You can omit the = when defining a function.

var add = (a I32, b I32) -> I32 { a + b };
// is equivalent to:
var add(a I32, b I32) -> I32 { a + b };

// this applies to hoisted functions as well:
fn factorial = (n I32) -> I32 {
    if n <= 1 { 1 } else { n * factorial(n - 1) }
};
// is equivalent to:
fn factorial(n I32) -> I32 {
    if n <= 1 { 1 } else { n * factorial(n - 1) }
};

You can omit the type annotation when defining a function to enable type inference.

var add = (a I32, b I32) -> I32 { a + b };
// is equivalent to:
var add = (a I32, b I32) { a + b };

// this applies to hoisted functions as well as functions without the assignment operator `=`
fn factorial(n I32) -> I32 {
    if n <= 1 { 1 } else { n * factorial(n - 1) }
};
// is equivalent to:
fn factorial(n I32) {
    if n <= 1 { 1 } else { n * factorial(n - 1) }
};

6.2. Parameters

Type Annotations: Parameters must have type annotations.

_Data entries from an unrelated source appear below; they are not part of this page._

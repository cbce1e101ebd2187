//! Operation registry and parameter validation.
//!
//! Every operation the engine supports is declared here, together with its
//! parameter schema. Validation and coercion happen at this boundary; the
//! job core never inspects params.

use serde_json::{Map, Value};

use super::error::EngineError;
use super::types::{OperationSpec, ParamKind, ParamSpec};

/// Full registry of supported operations.
pub fn list_operations() -> Vec<OperationSpec> {
    vec![
        OperationSpec {
            id: "negative",
            label: "Negative",
            requires_reference: false,
            params: vec![],
        },
        OperationSpec {
            id: "log",
            label: "Log transform",
            requires_reference: false,
            params: vec![ParamSpec::float("gain", 1.0, 0.1, 10.0)],
        },
        OperationSpec {
            id: "gamma",
            label: "Gamma correction",
            requires_reference: false,
            params: vec![
                ParamSpec::float("gamma", 1.0, 0.01, 10.0),
                ParamSpec::float("gain", 1.0, 0.1, 10.0),
            ],
        },
        OperationSpec {
            id: "histogram",
            label: "Histogram equalization",
            requires_reference: false,
            params: vec![ParamSpec::choice("method", "global", &["global"])],
        },
        OperationSpec {
            id: "histogram_match",
            label: "Histogram matching",
            requires_reference: true,
            params: vec![ParamSpec::choice("mode", "rgb", &["rgb", "grayscale"])],
        },
        OperationSpec {
            id: "gaussian",
            label: "Gaussian blur",
            requires_reference: false,
            params: vec![ParamSpec::float("sigma", 1.0, 0.1, 25.0)],
        },
        OperationSpec {
            id: "median",
            label: "Median filter",
            requires_reference: false,
            params: vec![ParamSpec::int("kernel", 3, 1, 15)],
        },
        OperationSpec {
            id: "sharpen",
            label: "Unsharp mask",
            requires_reference: false,
            params: vec![
                ParamSpec::float("amount", 1.0, 0.0, 5.0),
                ParamSpec::float("radius", 1.0, 0.1, 10.0),
            ],
        },
        OperationSpec {
            id: "edge",
            label: "Edge detection",
            requires_reference: false,
            params: vec![ParamSpec::choice("method", "sobel", &["sobel", "prewitt"])],
        },
        OperationSpec {
            id: "threshold_global",
            label: "Global threshold",
            requires_reference: false,
            params: vec![
                ParamSpec::int("threshold", 128, 0, 255),
                ParamSpec::int("max_value", 255, 1, 255),
            ],
        },
        OperationSpec {
            id: "threshold_adaptive",
            label: "Adaptive threshold",
            requires_reference: false,
            params: vec![
                ParamSpec::choice("mode", "mean", &["mean", "otsu"]),
                ParamSpec::int("block_size", 11, 3, 51),
                ParamSpec::int("constant", 2, -50, 50),
            ],
        },
        OperationSpec {
            id: "brightness",
            label: "Brightness",
            requires_reference: false,
            params: vec![ParamSpec::int("value", 0, -255, 255)],
        },
        OperationSpec {
            id: "contrast",
            label: "Contrast",
            requires_reference: false,
            params: vec![ParamSpec::float("amount", 0.0, -100.0, 100.0)],
        },
        OperationSpec {
            id: "grayscale",
            label: "Grayscale",
            requires_reference: false,
            params: vec![],
        },
        OperationSpec {
            id: "rotate",
            label: "Rotate",
            requires_reference: false,
            params: vec![ParamSpec::choice("degrees", "90", &["90", "180", "270"])],
        },
    ]
}

/// Resolve an operation id, accepting a few legacy aliases.
pub fn canonical_operation_id(operation: &str) -> Result<&'static str, EngineError> {
    let canonical = match operation {
        "negative" => "negative",
        "log" => "log",
        "gamma" => "gamma",
        "histogram" | "hist_eq" => "histogram",
        "histogram_match" | "hist_match" => "histogram_match",
        "gaussian" => "gaussian",
        "median" => "median",
        "sharpen" => "sharpen",
        "edge" | "edges" => "edge",
        "threshold_global" | "threshold-global" => "threshold_global",
        "threshold_adaptive" | "threshold-adaptive" => "threshold_adaptive",
        "brightness" => "brightness",
        "contrast" => "contrast",
        "grayscale" => "grayscale",
        "rotate" => "rotate",
        other => return Err(EngineError::UnknownOperation(other.to_string())),
    };
    Ok(canonical)
}

/// Whether the operation needs a second artifact to work against.
pub fn requires_reference(operation: &str) -> bool {
    matches!(operation, "histogram_match")
}

/// Validate and coerce a raw params blob against the operation's schema.
///
/// Returns the canonical params object: every declared parameter present,
/// numeric values clamped into range, unknown keys dropped. Type mismatches
/// and unknown choice values are rejected.
pub fn prepare_params(operation: &str, params: &Value) -> Result<Value, EngineError> {
    let canonical = canonical_operation_id(operation)?;
    let spec = list_operations()
        .into_iter()
        .find(|op| op.id == canonical)
        .ok_or_else(|| EngineError::UnknownOperation(canonical.to_string()))?;

    let input = match params {
        Value::Null => Map::new(),
        Value::Object(map) => map.clone(),
        _ => {
            return Err(EngineError::InvalidParam {
                name: "params".to_string(),
                reason: "expected an object".to_string(),
            })
        }
    };

    let mut out = Map::new();
    for param in &spec.params {
        let value = coerce_param(param, input.get(param.name))?;
        out.insert(param.name.to_string(), value);
    }

    Ok(Value::Object(out))
}

fn coerce_param(spec: &ParamSpec, provided: Option<&Value>) -> Result<Value, EngineError> {
    match &spec.kind {
        ParamKind::Float { default, min, max } => {
            let value = match provided {
                None | Some(Value::Null) => *default,
                Some(v) => v.as_f64().ok_or_else(|| EngineError::InvalidParam {
                    name: spec.name.to_string(),
                    reason: "expected a number".to_string(),
                })?,
            };
            let clamped = value.clamp(*min, *max);
            Ok(Value::from(clamped))
        }
        ParamKind::Int { default, min, max } => {
            let value = match provided {
                None | Some(Value::Null) => *default,
                // Accept floats from JSON clients, truncating toward zero.
                Some(v) => v
                    .as_i64()
                    .or_else(|| v.as_f64().map(|f| f as i64))
                    .ok_or_else(|| EngineError::InvalidParam {
                        name: spec.name.to_string(),
                        reason: "expected an integer".to_string(),
                    })?,
            };
            let clamped = value.clamp(*min, *max);
            Ok(Value::from(clamped))
        }
        ParamKind::Choice { default, choices } => {
            let value = match provided {
                None | Some(Value::Null) => (*default).to_string(),
                Some(Value::String(s)) => s.clone(),
                Some(_) => {
                    return Err(EngineError::InvalidParam {
                        name: spec.name.to_string(),
                        reason: "expected a string".to_string(),
                    })
                }
            };
            if !choices.contains(&value.as_str()) {
                return Err(EngineError::InvalidParam {
                    name: spec.name.to_string(),
                    reason: format!("must be one of {:?}", choices),
                });
            }
            Ok(Value::from(value))
        }
    }
}

#[cfg(test)]
mod tests {
    use super::*;
    use serde_json::json;

    #[test]
    fn test_registry_contains_all_operations() {
        let ops = list_operations();
        assert_eq!(ops.len(), 15);
        assert!(ops.iter().any(|op| op.id == "negative"));
        assert!(ops.iter().any(|op| op.id == "histogram_match"));
    }

    #[test]
    fn test_histogram_match_requires_reference() {
        assert!(requires_reference("histogram_match"));
        assert!(!requires_reference("negative"));
        let spec = list_operations()
            .into_iter()
            .find(|op| op.id == "histogram_match")
            .unwrap();
        assert!(spec.requires_reference);
    }

    #[test]
    fn test_canonical_id_accepts_aliases() {
        assert_eq!(canonical_operation_id("edges").unwrap(), "edge");
        assert_eq!(
            canonical_operation_id("threshold-global").unwrap(),
            "threshold_global"
        );
        assert!(canonical_operation_id("emboss").is_err());
    }

    #[test]
    fn test_prepare_params_fills_defaults() {
        let params = prepare_params("gamma", &Value::Null).unwrap();
        assert_eq!(params["gamma"], json!(1.0));
        assert_eq!(params["gain"], json!(1.0));
    }

    #[test]
    fn test_prepare_params_clamps_out_of_range() {
        let params = prepare_params("gamma", &json!({"gamma": 0.0})).unwrap();
        assert_eq!(params["gamma"], json!(0.01));

        let params = prepare_params("threshold_global", &json!({"threshold": 999})).unwrap();
        assert_eq!(params["threshold"], json!(255));
    }

    #[test]
    fn test_prepare_params_drops_unknown_keys() {
        let params = prepare_params("negative", &json!({"bogus": true})).unwrap();
        assert_eq!(params, json!({}));
    }

    #[test]
    fn test_prepare_params_rejects_bad_types() {
        let result = prepare_params("gamma", &json!({"gamma": "high"}));
        assert!(matches!(result, Err(EngineError::InvalidParam { .. })));

        let result = prepare_params("edge", &json!({"method": "scharr"}));
        assert!(matches!(result, Err(EngineError::InvalidParam { .. })));
    }

    #[test]
    fn test_prepare_params_unknown_operation() {
        let result = prepare_params("emboss", &Value::Null);
        assert!(matches!(result, Err(EngineError::UnknownOperation(_))));
    }
}
//! Trait definition for the artifacts module.

use async_trait::async_trait;
use image::DynamicImage;

use super::error::ArtifactError;
use super::types::StoredArtifact;

/// The narrow store interface the job orchestrator depends on.
///
/// Upload handling, downloads and TTL cleanup are concerns of the concrete
/// store and the web boundary, not of job processing.
#[async_trait]
pub trait ArtifactStore: Send + Sync {
    /// Looks up an artifact by id.
    async fn resolve(&self, artifact_id: &str) -> Result<StoredArtifact, ArtifactError>;

    /// Persists a job's output image, returning its public URL path.
    async fn persist_result(
        &self,
        job_id: &str,
        image: &DynamicImage,
    ) -> Result<String, ArtifactError>;
}
//! Job status and result download handlers.

use axum::{
    extract::{Path, State},
    http::StatusCode,
    Json,
};
use base64::{engine::general_purpose::STANDARD as BASE64, Engine as _};
use serde::Serialize;
use std::sync::Arc;

use chroma_core::{ArtifactError, JobError, JobSnapshot};

use super::ErrorResponse;
use crate::state::AppState;

/// Point-in-time job snapshot.
pub async fn get_job_status(
    State(state): State<Arc<AppState>>,
    Path(job_id): Path<String>,
) -> Result<Json<JobSnapshot>, (StatusCode, Json<ErrorResponse>)> {
    match state.orchestrator().status(&job_id).await {
        Ok(snapshot) => Ok(Json(snapshot)),
        Err(JobError::NotFound(_)) => Err((
            StatusCode::NOT_FOUND,
            Json(ErrorResponse::new(format!("Job not found: {job_id}"))),
        )),
    }
}

#[derive(Debug, Serialize)]
pub struct DownloadResponse {
    pub job_id: String,
    pub b64: String,
}

/// Completed result as base64 JSON.
pub async fn download_result(
    State(state): State<Arc<AppState>>,
    Path(job_id): Path<String>,
) -> Result<Json<DownloadResponse>, (StatusCode, Json<ErrorResponse>)> {
    let path = state
        .store()
        .result_path(&job_id)
        .await
        .map_err(|error| match &error {
            ArtifactError::NotFound(_) => (
                StatusCode::NOT_FOUND,
                Json(ErrorResponse::new(error.to_string())),
            ),
            _ => (
                StatusCode::INTERNAL_SERVER_ERROR,
                Json(ErrorResponse::new(error.to_string())),
            ),
        })?;

    let bytes = tokio::fs::read(&path).await.map_err(|_| {
        (
            StatusCode::INTERNAL_SERVER_ERROR,
            Json(ErrorResponse::new("Failed to read result file")),
        )
    })?;

    Ok(Json(DownloadResponse {
        job_id,
        b64: BASE64.encode(bytes),
    }))
}
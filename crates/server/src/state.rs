use std::sync::Arc;
use std::time::Instant;

use chroma_core::{Config, FsArtifactStore, JobOrchestrator, OpsEngine, SanitizedConfig};

/// Shared application state
pub struct AppState {
    config: Config,
    engine: Arc<OpsEngine>,
    store: Arc<FsArtifactStore>,
    orchestrator: Arc<JobOrchestrator>,
    started_at: Instant,
}

impl AppState {
    pub fn new(
        config: Config,
        engine: Arc<OpsEngine>,
        store: Arc<FsArtifactStore>,
        orchestrator: Arc<JobOrchestrator>,
    ) -> Self {
        Self {
            config,
            engine,
            store,
            orchestrator,
            started_at: Instant::now(),
        }
    }

    pub fn config(&self) -> &Config {
        &self.config
    }

    pub fn sanitized_config(&self) -> SanitizedConfig {
        SanitizedConfig::from(&self.config)
    }

    pub fn engine(&self) -> &Arc<OpsEngine> {
        &self.engine
    }

    pub fn store(&self) -> &Arc<FsArtifactStore> {
        &self.store
    }

    pub fn orchestrator(&self) -> &Arc<JobOrchestrator> {
        &self.orchestrator
    }

    pub fn uptime_seconds(&self) -> f64 {
        self.started_at.elapsed().as_secs_f64()
    }
}
//! Mock artifact store for testing.

use async_trait::async_trait;
use chrono::Utc;
use image::DynamicImage;
use std::collections::HashMap;
use std::path::PathBuf;
use std::sync::Arc;
use tokio::sync::RwLock;

use crate::artifacts::{ArtifactError, ArtifactStore, StoredArtifact};

/// Mock implementation of the [`ArtifactStore`] trait.
///
/// Artifacts are registered by id; nothing touches the filesystem.
#[derive(Debug, Default)]
pub struct MockArtifactStore {
    artifacts: Arc<RwLock<HashMap<String, PathBuf>>>,
    persisted: Arc<RwLock<Vec<(String, String)>>>,
    persist_error: Arc<RwLock<Option<String>>>,
}

impl MockArtifactStore {
    pub fn new() -> Self {
        Self::default()
    }

    /// Registers an artifact id the store will resolve.
    pub async fn add_artifact(&self, id: &str) {
        self.artifacts
            .write()
            .await
            .insert(id.to_string(), PathBuf::from(format!("/mock/{id}.png")));
    }

    /// `(job_id, url)` pairs persisted so far.
    pub async fn persisted(&self) -> Vec<(String, String)> {
        self.persisted.read().await.clone()
    }

    /// The next `persist_result` calls will fail with this reason.
    pub async fn fail_persist(&self, reason: &str) {
        *self.persist_error.write().await = Some(reason.to_string());
    }
}

#[async_trait]
impl ArtifactStore for MockArtifactStore {
    async fn resolve(&self, artifact_id: &str) -> Result<StoredArtifact, ArtifactError> {
        let artifacts = self.artifacts.read().await;
        let path = artifacts
            .get(artifact_id)
            .ok_or_else(|| ArtifactError::NotFound(artifact_id.to_string()))?;
        Ok(StoredArtifact {
            id: artifact_id.to_string(),
            path: path.clone(),
            filename: format!("{artifact_id}.png"),
            content_type: "image/png".to_string(),
            size: 64,
            created_at: Utc::now(),
            url: format!("/media/uploads/{artifact_id}.png"),
        })
    }

    async fn persist_result(
        &self,
        job_id: &str,
        _image: &DynamicImage,
    ) -> Result<String, ArtifactError> {
        if let Some(reason) = self.persist_error.read().await.clone() {
            return Err(ArtifactError::Io(std::io::Error::other(reason)));
        }
        let url = format!("/media/results/{job_id}.png");
        self.persisted
            .write()
            .await
            .push((job_id.to_string(), url.clone()));
        Ok(url)
    }
}
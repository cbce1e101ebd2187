//! Job entity and snapshot types.

use chrono::{DateTime, Utc};
use serde::{Deserialize, Serialize};
use serde_json::Value;

use crate::engine::MetricMap;

/// Lifecycle state of a job.
///
/// Transitions move forward only: `Queued → Processing → {Completed | Error}`.
#[derive(Debug, Clone, Copy, PartialEq, Eq, Serialize, Deserialize)]
#[serde(rename_all = "snake_case")]
pub enum JobStatus {
    Queued,
    Processing,
    Completed,
    Error,
}

impl JobStatus {
    /// Terminal states never transition again.
    pub fn is_terminal(&self) -> bool {
        matches!(self, Self::Completed | Self::Error)
    }

    pub fn as_str(&self) -> &'static str {
        match self {
            Self::Queued => "queued",
            Self::Processing => "processing",
            Self::Completed => "completed",
            Self::Error => "error",
        }
    }
}

/// One unit of asynchronous transformation work.
///
/// Mutated only by its own pipeline task, always under the orchestrator
/// lock. `result_url`/`metrics` and `error_message` are mutually exclusive:
/// the former pair is set exactly on `Completed`, the latter exactly on
/// `Error`.
#[derive(Debug, Clone)]
pub struct Job {
    pub id: String,
    /// Source artifact id, resolved by the artifact store.
    pub source: String,
    /// Operation id, opaque here; interpreted by the engine.
    pub operation: String,
    /// Validated params blob; never inspected by job code.
    pub params: Value,
    /// Optional reference artifact for reference-based operations.
    pub target_ref: Option<String>,
    pub status: JobStatus,
    /// In [0, 100], monotonically non-decreasing.
    pub progress: u8,
    pub result_url: Option<String>,
    pub metrics: Option<MetricMap>,
    pub error_message: Option<String>,
    pub started_at: DateTime<Utc>,
    /// Set exactly once, on the terminal transition.
    pub finished_at: Option<DateTime<Utc>>,
}

impl Job {
    pub(crate) fn new(
        id: String,
        source: String,
        operation: String,
        params: Value,
        target_ref: Option<String>,
    ) -> Self {
        Self {
            id,
            source,
            operation,
            params,
            target_ref,
            status: JobStatus::Queued,
            progress: 0,
            result_url: None,
            metrics: None,
            error_message: None,
            started_at: Utc::now(),
            finished_at: None,
        }
    }

    /// Immutable copy of the observable fields.
    pub fn snapshot(&self) -> JobSnapshot {
        JobSnapshot {
            job_id: self.id.clone(),
            status: self.status,
            progress: self.progress,
            result_url: self.result_url.clone(),
            metrics: self.metrics.clone(),
            error: self.error_message.clone(),
            started_at: self.started_at,
            finished_at: self.finished_at,
        }
    }
}

/// Point-in-time copy of a job, used for status replies and stream messages.
#[derive(Debug, Clone, PartialEq, Serialize, Deserialize)]
pub struct JobSnapshot {
    pub job_id: String,
    pub status: JobStatus,
    pub progress: u8,
    #[serde(skip_serializing_if = "Option::is_none")]
    pub result_url: Option<String>,
    #[serde(skip_serializing_if = "Option::is_none")]
    pub metrics: Option<MetricMap>,
    #[serde(skip_serializing_if = "Option::is_none")]
    pub error: Option<String>,
    pub started_at: DateTime<Utc>,
    #[serde(skip_serializing_if = "Option::is_none")]
    pub finished_at: Option<DateTime<Utc>>,
}
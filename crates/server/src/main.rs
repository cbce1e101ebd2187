use std::net::SocketAddr;
use std::path::PathBuf;
use std::sync::Arc;
use std::time::Duration;

use anyhow::{Context, Result};
use chrono::Utc;
use tokio::signal;
use tracing::{error, info, warn};
use tracing_subscriber::{layer::SubscriberExt, util::SubscriberInitExt};

use chroma_core::{
    load_config, validate_config, ArtifactStore, Config, FsArtifactStore, ImageEngine,
    JobOrchestrator, OpsEngine,
};

use chroma_server::api::create_router;
use chroma_server::state::AppState;

/// Application version
const VERSION: &str = env!("CARGO_PKG_VERSION");

/// How often expired artifacts are swept.
const CLEANUP_INTERVAL: Duration = Duration::from_secs(60 * 60);

#[tokio::main]
async fn main() {
    if let Err(e) = run().await {
        error!("Fatal error: {}", e);
        std::process::exit(1);
    }
}

async fn run() -> Result<()> {
    // Initialize logging
    tracing_subscriber::registry()
        .with(
            tracing_subscriber::EnvFilter::try_from_default_env()
                .unwrap_or_else(|_| "info,tower_http=debug".into()),
        )
        .with(tracing_subscriber::fmt::layer())
        .init();

    // Determine config path
    let config_path = std::env::var("CHROMA_CONFIG")
        .map(PathBuf::from)
        .unwrap_or_else(|_| PathBuf::from("config.toml"));

    // Load configuration; a missing file means defaults plus env overrides
    let config = if config_path.exists() {
        info!("Loading configuration from {:?}", config_path);
        load_config(&config_path)
            .with_context(|| format!("Failed to load config from {:?}", config_path))?
    } else {
        info!("No config file at {:?}, using defaults", config_path);
        Config::default()
    };

    // Validate configuration
    validate_config(&config).context("Configuration validation failed")?;

    info!("Chroma {} starting", VERSION);
    info!("Storage root: {:?}", config.storage.root);

    // Create artifact store
    let store = Arc::new(
        FsArtifactStore::new(config.storage.clone())
            .await
            .context("Failed to create artifact store")?,
    );
    info!("Artifact store initialized");

    // Sweep expired artifacts at startup, then periodically
    match store.cleanup_expired(Utc::now()).await {
        Ok(removed) if removed > 0 => info!("Startup cleanup removed {} artifacts", removed),
        Ok(_) => {}
        Err(e) => warn!("Startup cleanup failed: {}", e),
    }
    spawn_cleanup_task(Arc::clone(&store));

    // Create engine
    let engine = Arc::new(OpsEngine::new(config.engine.preview_max_width));
    info!("Image engine initialized: {}", engine.name());

    // Create the job orchestrator; a single instance owned here and injected
    // into every handler through the app state.
    let orchestrator = Arc::new(JobOrchestrator::new(
        Arc::clone(&engine) as Arc<dyn ImageEngine>,
        Arc::clone(&store) as Arc<dyn ArtifactStore>,
    ));
    info!("Job orchestrator initialized");

    // Create app state
    let state = Arc::new(AppState::new(
        config.clone(),
        engine,
        Arc::clone(&store),
        orchestrator,
    ));

    // Create router
    let app = create_router(state);

    // Start server
    let addr = SocketAddr::new(config.server.host, config.server.port);
    info!("Starting server on {}", addr);

    let listener = tokio::net::TcpListener::bind(addr)
        .await
        .with_context(|| format!("Failed to bind to {}", addr))?;

    // Run server with graceful shutdown
    axum::serve(listener, app)
        .with_graceful_shutdown(shutdown_signal())
        .await
        .context("Server error")?;

    info!("Server shutting down...");

    Ok(())
}

/// Periodic TTL sweep over the artifact store.
fn spawn_cleanup_task(store: Arc<FsArtifactStore>) {
    tokio::spawn(async move {
        let mut interval = tokio::time::interval(CLEANUP_INTERVAL);
        // The startup sweep already ran; skip the immediate tick.
        interval.tick().await;
        loop {
            interval.tick().await;
            match store.cleanup_expired(Utc::now()).await {
                Ok(removed) if removed > 0 => {
                    info!("Cleanup removed {} expired artifacts", removed)
                }
                Ok(_) => {}
                Err(e) => warn!("Cleanup failed: {}", e),
            }
        }
    });
}

/// Wait for shutdown signal (Ctrl+C or SIGTERM)
async fn shutdown_signal() {
    let ctrl_c = async {
        signal::ctrl_c()
            .await
            .expect("Failed to install Ctrl+C handler");
    };

    #[cfg(unix)]
    let terminate = async {
        signal::unix::signal(signal::unix::SignalKind::terminate())
            .expect("Failed to install SIGTERM handler")
            .recv()
            .await;
    };

    #[cfg(not(unix))]
    let terminate = std::future::pending::<()>();

    tokio::select! {
        _ = ctrl_c => {},
        _ = terminate => {},
    }
}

Mutability: Parameters are immutable by default. Use mut to make a parameter's binding mutable within the function, allowing the local variable to be reassigned. If the parameter type is a mutable collection or object, and the argument passed was mutable, then in-place modifications are possible through this mutable binding.

fn append_item(mut list: I32[], item: I32) {
    // list.push(item); // Assuming push modifies list in-place
    list = list + [item]; // Reassigns the local 'list' parameter
};

mut var my_list = [1, 2];
append_item(my_list, 3); // my_list might be [1,2,3] or unchanged depending on
                         // whether append_item modified it in place or only reassigned its local var.
                         // To modify caller's variable, needs to be passed as &mut T in Rust.
                         // NewLang's value semantics: copy in, unless & is used.
                         // `list mut I32[]` means `list` binding is mutable. Original `my_list` is copied.
                         // To modify `my_list` it would need to be:
                         // fn append_item_ref(list &mut I32[], item I32) { list.push(item); }
                         // For now, `mut` on param means the local copy is mutable.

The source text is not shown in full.